| Aim of the exercise |
Transcribe only the lines of the listing below from the one holding "filename client/src/pages/login.rs" through the one holding "use crate::state::auth::BrowserAuthStore;", inclusive, without any change.

| Provided records |
• • • • • • •

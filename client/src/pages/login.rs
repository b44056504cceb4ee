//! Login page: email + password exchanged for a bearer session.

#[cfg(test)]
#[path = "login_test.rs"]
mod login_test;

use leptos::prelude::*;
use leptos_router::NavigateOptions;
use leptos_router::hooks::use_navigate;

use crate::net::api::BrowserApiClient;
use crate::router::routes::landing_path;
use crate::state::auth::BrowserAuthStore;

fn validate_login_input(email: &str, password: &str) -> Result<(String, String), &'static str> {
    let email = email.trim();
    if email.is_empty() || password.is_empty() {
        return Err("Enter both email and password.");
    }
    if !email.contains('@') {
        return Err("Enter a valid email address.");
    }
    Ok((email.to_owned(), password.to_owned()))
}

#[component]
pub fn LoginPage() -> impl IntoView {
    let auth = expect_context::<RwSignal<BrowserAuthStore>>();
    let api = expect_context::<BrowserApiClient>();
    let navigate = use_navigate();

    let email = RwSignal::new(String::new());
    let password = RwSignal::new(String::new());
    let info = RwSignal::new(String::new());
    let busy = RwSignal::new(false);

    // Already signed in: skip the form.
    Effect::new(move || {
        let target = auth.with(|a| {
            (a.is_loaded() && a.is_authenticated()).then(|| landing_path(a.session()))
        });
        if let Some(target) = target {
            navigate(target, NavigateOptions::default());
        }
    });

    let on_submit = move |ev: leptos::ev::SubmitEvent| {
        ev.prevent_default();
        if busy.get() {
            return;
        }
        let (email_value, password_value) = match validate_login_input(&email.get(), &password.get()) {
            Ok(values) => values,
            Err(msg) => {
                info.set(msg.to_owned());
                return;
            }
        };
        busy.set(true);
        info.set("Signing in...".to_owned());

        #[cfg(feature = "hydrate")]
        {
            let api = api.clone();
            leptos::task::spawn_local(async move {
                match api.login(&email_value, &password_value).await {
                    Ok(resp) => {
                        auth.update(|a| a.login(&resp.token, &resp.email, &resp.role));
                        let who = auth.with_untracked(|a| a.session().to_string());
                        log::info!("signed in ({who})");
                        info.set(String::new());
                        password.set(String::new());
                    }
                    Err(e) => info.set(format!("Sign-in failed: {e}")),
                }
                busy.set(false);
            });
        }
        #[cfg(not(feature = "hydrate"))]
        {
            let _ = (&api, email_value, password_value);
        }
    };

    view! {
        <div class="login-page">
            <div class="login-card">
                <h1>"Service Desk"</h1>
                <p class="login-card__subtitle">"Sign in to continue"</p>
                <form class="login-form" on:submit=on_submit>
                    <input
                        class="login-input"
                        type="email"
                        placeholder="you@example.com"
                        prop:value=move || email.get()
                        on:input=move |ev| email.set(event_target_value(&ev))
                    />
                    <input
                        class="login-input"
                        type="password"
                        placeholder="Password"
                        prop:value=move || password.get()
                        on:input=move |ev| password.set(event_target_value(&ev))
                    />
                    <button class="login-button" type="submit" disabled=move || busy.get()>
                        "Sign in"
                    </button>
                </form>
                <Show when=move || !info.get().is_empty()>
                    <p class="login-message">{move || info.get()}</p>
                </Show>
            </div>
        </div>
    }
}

• • • • • • •

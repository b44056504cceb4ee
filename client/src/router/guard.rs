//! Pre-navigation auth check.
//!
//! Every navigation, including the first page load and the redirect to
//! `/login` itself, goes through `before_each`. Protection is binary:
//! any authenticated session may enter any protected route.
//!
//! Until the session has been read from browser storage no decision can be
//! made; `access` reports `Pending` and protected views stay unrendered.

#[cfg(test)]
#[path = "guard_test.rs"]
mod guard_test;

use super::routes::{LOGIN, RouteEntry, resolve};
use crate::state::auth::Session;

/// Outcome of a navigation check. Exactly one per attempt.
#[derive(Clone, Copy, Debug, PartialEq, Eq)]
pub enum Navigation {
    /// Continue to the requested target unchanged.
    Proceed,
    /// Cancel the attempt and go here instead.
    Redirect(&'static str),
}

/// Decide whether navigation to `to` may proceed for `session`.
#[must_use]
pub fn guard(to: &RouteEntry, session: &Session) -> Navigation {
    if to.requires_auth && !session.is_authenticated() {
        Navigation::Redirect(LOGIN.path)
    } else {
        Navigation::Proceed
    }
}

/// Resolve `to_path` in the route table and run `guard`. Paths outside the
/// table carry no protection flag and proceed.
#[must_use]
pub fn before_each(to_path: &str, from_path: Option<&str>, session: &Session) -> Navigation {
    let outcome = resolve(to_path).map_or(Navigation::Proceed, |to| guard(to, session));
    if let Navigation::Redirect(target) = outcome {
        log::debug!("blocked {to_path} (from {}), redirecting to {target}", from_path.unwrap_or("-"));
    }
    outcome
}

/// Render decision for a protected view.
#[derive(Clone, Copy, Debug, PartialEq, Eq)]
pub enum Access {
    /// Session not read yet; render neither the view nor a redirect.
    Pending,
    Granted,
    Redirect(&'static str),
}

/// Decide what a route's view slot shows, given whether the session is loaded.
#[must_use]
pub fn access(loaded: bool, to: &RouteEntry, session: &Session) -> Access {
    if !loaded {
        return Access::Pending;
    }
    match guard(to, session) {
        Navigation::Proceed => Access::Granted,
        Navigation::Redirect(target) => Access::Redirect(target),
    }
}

• • • • • • •

| Solved exercise |
filename client/src/pages/login.rs
repository b44056504cceb4ee
//! Login page: email + password exchanged for a bearer session.

#[cfg(test)]
#[path = "login_test.rs"]
mod login_test;

use leptos::prelude::*;
use leptos_router::NavigateOptions;
use leptos_router::hooks::use_navigate;

use crate::net::api::BrowserApiClient;
use crate::router::routes::landing_path;
use crate::state::auth::BrowserAuthStore;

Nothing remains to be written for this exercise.